I then read The Old Man and the Sea. The old man’s luck seems to change after 80+ days without a fish when he hooks into and eventually lands the monster fish of his life – a four day ordeal that nearly kills him. After being dragged out to sea, he is tired bringing himself back to port and has to endure watching his fish-of-a-lifetime go to spoil at the mouths of sharks. It ends with him sick in bed, still poor, feeble and old, as random tourists look on in disgust at the gulls picking at the bones of his once glorious fish. But alas, the book is full of many great metaphors on life and aging and existence with great symbolism in the struggle and the fish and the old man and the sea.
So then I read For Whom the Bell Tolls. It led off with the poem carrying the title and the notion “no man is an island” which made me nervous about the theme from the start. It finished up as a tragedy with many of the more likable main characters dying in their participation in the effort to blow up a bridge. Alas, it was a story written to draw a vivid picture of the horrors of war and it had great character developments and great observations in the thoughts of the main character as he dealt with all the individuals in the story. And it does leave you with a firm feeling of the futility of warfare.
Finally, today I finished A Farewell to Arms. And I am still scratching my head as to the purpose – to what possible purpose was it necessary to kill Catherine at the end? There is none! I’m pissed now at Ernie for being such a depressing and fatalistic lout! There was no reason or cause for it! He’s just an ass for ending that book in that manner. Again, great writing and imagery and dialogues and character developments but killing the woman was completely unneeded.
This led me to a great deal of thinking in general about the futility of war and what might lead someone such as Hemingway to be such a hopeless fatalist. (I’ve heard stories from the mouths of first hand witnesses in northern Michigan that frequented his hangouts when fishing in our state. He was a drunk – a depressing drunk! No doubt his years as a war correspondent increased and re-enforced his fatalistic view of the world, and he seems to me to be sympathetic with materialism by way of how he writes.
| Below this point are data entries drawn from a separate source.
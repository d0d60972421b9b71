//! Incremental Reveal
//!
//! Shows a finished assistant reply one character at a time. The controller
//! is a plain state machine; the caller decides how often to [`tick`].
//!
//! ```text
//! Idle ──start──▶ Revealing ──tick (last char)──▶ Idle
//!                     │
//!                     └──cancel / start──▶ Idle (partial text stays)
//! ```
//!
//! A reveal that is interrupted is abandoned in place: whatever was already
//! shown remains in the conversation and is never completed or rolled back.
//!
//! [`tick`]: RevealController::tick

use crate::conversation::{Conversation, Message};

/// Progress of an active reveal
#[derive(Clone, Debug, PartialEq, Eq)]
pub struct RevealSession {
    /// Full reply being revealed
    pub target_text: String,
    /// Characters of `target_text` already shown
    pub revealed_length: usize,
    /// Index of the message being grown
    pub message_index: usize,
    target_chars: Vec<char>,
}

impl RevealSession {
    fn new(target_text: String, message_index: usize) -> Self {
        let target_chars = target_text.chars().collect();
        Self {
            target_text,
            revealed_length: 0,
            message_index,
            target_chars,
        }
    }

    /// Length of the target in characters
    #[must_use]
    pub fn target_length(&self) -> usize {
        self.target_chars.len()
    }

    /// Characters not yet shown
    #[must_use]
    pub fn remaining(&self) -> usize {
        self.target_length() - self.revealed_length
    }

    fn is_complete(&self) -> bool {
        self.revealed_length >= self.target_length()
    }
}

/// Reveal state
#[derive(Clone, Debug, Default, PartialEq, Eq)]
pub enum RevealState {
    /// Nothing being revealed
    #[default]
    Idle,
    /// A reply is being revealed
    Revealing(RevealSession),
}

/// Drives one reveal at a time for a conversation
#[derive(Debug, Default)]
pub struct RevealController {
    state: RevealState,
}

impl RevealController {
    /// Create an idle controller
    #[must_use]
    pub fn new() -> Self {
        Self::default()
    }

    /// Begin revealing `full_text` as a new assistant message
    ///
    /// Any active reveal is cancelled first and keeps its partial content.
    /// Returns the index of the new message.
    pub fn start(&mut self, conversation: &mut Conversation, full_text: impl Into<String>) -> usize {
        self.cancel();

        let index = conversation.push(Message::assistant(""));
        let session = RevealSession::new(full_text.into(), index);

        if session.is_complete() {
            tracing::debug!(message_index = index, "Empty reply, nothing to reveal");
        } else {
            tracing::debug!(
                message_index = index,
                chars = session.target_length(),
                "Reveal started"
            );
            self.state = RevealState::Revealing(session);
        }

        index
    }

    /// Reveal the next character
    ///
    /// Returns `true` when the conversation changed. A no-op while idle.
    pub fn tick(&mut self, conversation: &mut Conversation) -> bool {
        self.tick_many(conversation, 1) > 0
    }

    /// Reveal up to `count` characters, returning how many were shown
    pub fn tick_many(&mut self, conversation: &mut Conversation, count: usize) -> usize {
        let RevealState::Revealing(session) = &mut self.state else {
            return 0;
        };

        if conversation.last_index() != Some(session.message_index) {
            tracing::debug!(
                message_index = session.message_index,
                "Revealed message is no longer last, abandoning reveal"
            );
            self.state = RevealState::Idle;
            return 0;
        }

        let start = session.revealed_length;
        let end = (start + count).min(session.target_length());
        let chunk: String = session.target_chars[start..end].iter().collect();

        conversation.append_to(session.message_index, &chunk);
        session.revealed_length = end;

        if session.is_complete() {
            tracing::debug!(message_index = session.message_index, "Reveal complete");
            self.state = RevealState::Idle;
        }

        end - start
    }

    /// Reveal everything that is left at once
    pub fn finish(&mut self, conversation: &mut Conversation) -> usize {
        self.tick_many(conversation, usize::MAX)
    }

    /// Stop revealing, leaving shown text as it is
    pub fn cancel(&mut self) {
        if let RevealState::Revealing(session) = &self.state {
            tracing::debug!(
                message_index = session.message_index,
                revealed = session.revealed_length,
                remaining = session.remaining(),
                "Reveal cancelled"
            );
        }
        self.state = RevealState::Idle;
    }

    /// Current state
    #[must_use]
    pub fn state(&self) -> &RevealState {
        &self.state
    }

    /// Whether a reveal is in progress
    #[must_use]
    pub fn is_revealing(&self) -> bool {
        matches!(self.state, RevealState::Revealing(_))
    }

    /// The conversation as it should be stored
    ///
    /// The message under an active reveal carries its full target, so a
    /// reload shows the reply as already complete.
    #[must_use]
    pub fn settled(&self, conversation: &Conversation) -> Conversation {
        let mut settled = conversation.clone();
        if let RevealState::Revealing(session) = &self.state {
            let mut messages = settled.messages().to_vec();
            if let Some(message) = messages.get_mut(session.message_index) {
                message.content.clone_from(&session.target_text);
            }
            settled = Conversation::from_messages(messages);
        }
        settled
    }
}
So perhaps he is a victim of his own illogic)
I guess when it comes to men in general, I can hold a fatalistic view of the outcomes but not of the potential. People hold so often to such irrational notions. And people can’t seem to be content with minding their own damn business when they have no cause to interfere in the lives of others. Sure, there are grounds for cause, but most of the rallies to war or conflict aren’t sufficient.
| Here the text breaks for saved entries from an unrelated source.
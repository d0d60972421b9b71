//! Key/Value Persistence
//!
//! Durable, synchronous, string-keyed storage. Everything the user builds up
//! between runs lives here under a handful of well-known keys:
//!
//! | Key               | Value                                   |
//! |-------------------|-----------------------------------------|
//! | `conversation`    | JSON array of `{role, content}`         |
//! | `customPrompt`    | biography text                          |
//! | `savedImageLinks` | JSON object of expression name → link   |
//! | `apiKey`          | chat provider API key                   |
//! | `wanikaniApiKey`  | WaniKani API token                      |
//!
//! Writes complete before `set` returns so that what is stored always matches
//! what the user has seen.

use std::collections::BTreeMap;
use std::path::{Path, PathBuf};

use thiserror::Error;

use crate::conversation::Conversation;
use crate::expression::ExpressionCatalogue;

/// Well-known store keys
pub mod keys {
    /// Conversation history
    pub const CONVERSATION: &str = "conversation";
    /// User biography
    pub const BIOGRAPHY: &str = "customPrompt";
    /// Expression catalogue
    pub const EXPRESSION_LINKS: &str = "savedImageLinks";
    /// Chat provider API key
    pub const API_KEY: &str = "apiKey";
    /// WaniKani API token
    pub const WANIKANI_API_KEY: &str = "wanikaniApiKey";
}

/// Store errors
#[derive(Debug, Error)]
pub enum StoreError {
    /// The backing file could not be read or written
    #[error("Store I/O failed for {path}: {source}")]
    Io {
        /// Backing file
        path: PathBuf,
        /// Underlying error
        source: std::io::Error,
    },

    /// The backing file is not a JSON object of strings
    #[error("Store at {path} is corrupt: {source}")]
    Corrupt {
        /// Backing file
        path: PathBuf,
        /// Parse error
        source: serde_json::Error,
    },

    /// A value could not be encoded
    #[error("Failed to encode value for key '{key}': {source}")]
    Encode {
        /// Key being written
        key: String,
        /// Encoding error
        source: serde_json::Error,
    },
}

/// Durable string-keyed storage
pub trait KeyValueStore: Send {
    /// Read a value
    fn get(&self, key: &str) -> Option<String>;

    /// Write a value, durably, before returning
    fn set(&mut self, key: &str, value: &str) -> Result<(), StoreError>;

    /// Delete a value
    fn remove(&mut self, key: &str) -> Result<(), StoreError>;
}

/// In-memory store, for tests and ephemeral sessions
#[derive(Debug, Default, Clone)]
pub struct MemoryStore {
    values: BTreeMap<String, String>,
}

impl MemoryStore {
    /// Create an empty store
    #[must_use]
    pub fn new() -> Self {
        Self::default()
    }
}

impl KeyValueStore for MemoryStore {
    fn get(&self, key: &str) -> Option<String> {
        self.values.get(key).cloned()
    }

    fn set(&mut self, key: &str, value: &str) -> Result<(), StoreError> {
        self.values.insert(key.to_string(), value.to_string());
        Ok(())
    }

    fn remove(&mut self, key: &str) -> Result<(), StoreError> {
        self.values.remove(key);
        Ok(())
    }
}

/// Store backed by a single JSON document on disk
///
/// The whole document is rewritten on every change through a temporary file
/// and a rename, so a crash mid-write leaves the previous version intact.
#[derive(Debug)]
pub struct FileStore {
    path: PathBuf,
    values: BTreeMap<String, String>,
}

impl FileStore {
    /// Open the store at `path`, creating parent directories as needed
    ///
    /// A missing file is an empty store.
    ///
    /// # Errors
    ///
    /// Returns an error if the file exists but cannot be read or parsed.
    pub fn open(path: impl Into<PathBuf>) -> Result<Self, StoreError> {
        let path = path.into();

        if let Some(parent) = path.parent().filter(|p| !p.as_os_str().is_empty()) {
            std::fs::create_dir_all(parent).map_err(|source| StoreError::Io {
                path: parent.to_path_buf(),
                source,
            })?;
        }

        let values = match std::fs::read_to_string(&path) {
            Ok(raw) if raw.trim().is_empty() => BTreeMap::new(),
            Ok(raw) => serde_json::from_str(&raw).map_err(|source| StoreError::Corrupt {
                path: path.clone(),
                source,
            })?,
            Err(e) if e.kind() == std::io::ErrorKind::NotFound => BTreeMap::new(),
            Err(source) => return Err(StoreError::Io { path, source }),
        };

        tracing::debug!(path = %path.display(), keys = values.len(), "Opened store");
        Ok(Self { path, values })
    }

    /// Path of the backing file
    #[must_use]
    pub fn path(&self) -> &Path {
        &self.path
    }

    fn flush(&self) -> Result<(), StoreError> {
        let encoded =
            serde_json::to_string_pretty(&self.values).map_err(|source| StoreError::Encode {
                key: "*".to_string(),
                source,
            })?;

        let tmp = self.path.with_extension("json.tmp");
        std::fs::write(&tmp, encoded).map_err(|source| StoreError::Io {
            path: tmp.clone(),
            source,
        })?;
        std::fs::rename(&tmp, &self.path).map_err(|source| StoreError::Io {
            path: self.path.clone(),
            source,
        })
    }
}

impl KeyValueStore for FileStore {
    fn get(&self, key: &str) -> Option<String> {
        self.values.get(key).cloned()
    }

    fn set(&mut self, key: &str, value: &str) -> Result<(), StoreError> {
        self.values.insert(key.to_string(), value.to_string());
        self.flush()
    }

    fn remove(&mut self, key: &str) -> Result<(), StoreError> {
        if self.values.remove(key).is_some() {
            self.flush()?;
        }
        Ok(())
    }
}

/// Load the stored conversation
///
/// Missing or unreadable history starts a fresh conversation.
pub fn load_conversation(store: &dyn KeyValueStore) -> Conversation {
    let Some(raw) = store.get(keys::CONVERSATION) else {
        return Conversation::new();
    };
    match serde_json::from_str(&raw) {
        Ok(conversation) => conversation,
        Err(e) => {
            tracing::warn!(error = %e, "Stored conversation is unreadable, starting fresh");
            Conversation::new()
        }
    }
}

/// Save the conversation
pub fn save_conversation(
    store: &mut dyn KeyValueStore,
    conversation: &Conversation,
) -> Result<(), StoreError> {
    let encoded = serde_json::to_string(conversation).map_err(|source| StoreError::Encode {
        key: keys::CONVERSATION.to_string(),
        source,
    })?;
    store.set(keys::CONVERSATION, &encoded)
}

/// Delete the conversation
pub fn clear_conversation(store: &mut dyn KeyValueStore) -> Result<(), StoreError> {
    store.remove(keys::CONVERSATION)
}

/// Load the biography, if one is set
pub fn load_biography(store: &dyn KeyValueStore) -> Option<String> {
    store
        .get(keys::BIOGRAPHY)
        .filter(|bio| !bio.trim().is_empty())
}

/// Save the biography; a blank biography is stored as empty
pub fn save_biography(store: &mut dyn KeyValueStore, biography: &str) -> Result<(), StoreError> {
    store.set(keys::BIOGRAPHY, biography.trim())
}

/// Load the expression catalogue
///
/// Without a stored catalogue every default name is offered with no link.
pub fn load_catalogue(store: &dyn KeyValueStore) -> ExpressionCatalogue {
    let Some(raw) = store.get(keys::EXPRESSION_LINKS) else {
        return ExpressionCatalogue::with_default_names();
    };
    match serde_json::from_str(&raw) {
        Ok(catalogue) => catalogue,
        Err(e) => {
            tracing::warn!(error = %e, "Stored expression links are unreadable, using defaults");
            ExpressionCatalogue::with_default_names()
        }
    }
}

/// Save the expression catalogue
pub fn save_catalogue(
    store: &mut dyn KeyValueStore,
    catalogue: &ExpressionCatalogue,
) -> Result<(), StoreError> {
    let encoded = serde_json::to_string(catalogue).map_err(|source| StoreError::Encode {
        key: keys::EXPRESSION_LINKS.to_string(),
        source,
    })?;
    store.set(keys::EXPRESSION_LINKS, &encoded)
}

/// Load an API key by store key, ignoring blank values
pub fn load_secret(store: &dyn KeyValueStore, key: &str) -> Option<String> {
    store
        .get(key)
        .map(|value| value.trim().to_string())
        .filter(|value| !value.is_empty())
}

/// Save an API key by store key; a blank key removes it
pub fn save_secret(store: &mut dyn KeyValueStore, key: &str, value: &str) -> Result<(), StoreError> {
    let trimmed = value.trim();
    if trimmed.is_empty() {
        store.remove(key)
    } else {
        store.set(key, trimmed)
    }
}

#[cfg(test)]
mod tests {
    use super::*;
    use tempfile::TempDir;

    #[test]
    fn test_memory_store() {
        let mut store = MemoryStore::new();
        assert_eq!(store.get("a"), None);
        store.set("a", "1").unwrap();
        assert_eq!(store.get("a"), Some("1".to_string()));
        store.remove("a").unwrap();
        assert_eq!(store.get("a"), None);
    }

    #[test]
    fn test_file_store_survives_reopen() {
        let dir = TempDir::new().unwrap();
        let path = dir.path().join("nested").join("store.json");

        let mut store = FileStore::open(&path).unwrap();
        store.set(keys::BIOGRAPHY, "大阪に住んでいます").unwrap();
        store.set("other", "x").unwrap();
        store.remove("other").unwrap();

        let reopened = FileStore::open(&path).unwrap();
        assert_eq!(
            reopened.get(keys::BIOGRAPHY),
            Some("大阪に住んでいます".to_string())
        );
        assert_eq!(reopened.get("other"), None);
    }

    #[test]
    fn test_file_store_rejects_corrupt_file() {
        let dir = TempDir::new().unwrap();
        let path = dir.path().join("store.json");
        std::fs::write(&path, "not json").unwrap();

        let err = FileStore::open(&path).unwrap_err();
        assert!(matches!(err, StoreError::Corrupt { .. }));
    }

    #[test]
    fn test_conversation_helpers() {
        let mut store = MemoryStore::new();
        assert!(load_conversation(&store).is_empty());

        let mut conversation = Conversation::new();
        conversation.push_user("こんにちは");
        conversation.push_assistant("やあ");
        save_conversation(&mut store, &conversation).unwrap();

        assert_eq!(load_conversation(&store), conversation);

        clear_conversation(&mut store).unwrap();
        assert!(load_conversation(&store).is_empty());
    }

    #[test]
    fn test_unreadable_conversation_starts_fresh() {
        let mut store = MemoryStore::new();
        store.set(keys::CONVERSATION, "{oops").unwrap();
        assert!(load_conversation(&store).is_empty());
    }

    #[test]
    fn test_catalogue_defaults_and_round_trip() {
        let mut store = MemoryStore::new();
        assert_eq!(load_catalogue(&store).len(), 33);

        let catalogue: ExpressionCatalogue = [("happy", "h.png")].into_iter().collect();
        save_catalogue(&mut store, &catalogue).unwrap();
        assert_eq!(load_catalogue(&store), catalogue);
    }

    #[test]
    fn test_biography_and_secrets() {
        let mut store = MemoryStore::new();
        save_biography(&mut store, "  ").unwrap();
        assert_eq!(load_biography(&store), None);
        save_biography(&mut store, "学生です").unwrap();
        assert_eq!(load_biography(&store), Some("学生です".to_string()));

        save_secret(&mut store, keys::API_KEY, " sk-123 ").unwrap();
        assert_eq!(load_secret(&store, keys::API_KEY), Some("sk-123".to_string()));
        save_secret(&mut store, keys::API_KEY, "").unwrap();
        assert_eq!(load_secret(&store, keys::API_KEY), None);
    }
}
Needless to say, I went on for some time in this thread of thinking and had a great many thoughts – way too many to possibly recall and write down later. I really wish I’d had something to speak them into as some of the observations were – well they were a shame to lose to the moment.
*despite the title of this entry, I see why Hemingway was lauded as a good writer as eluded to in many of my comments on his work. I just wish he wasn’t so damn fatalistic and depressing!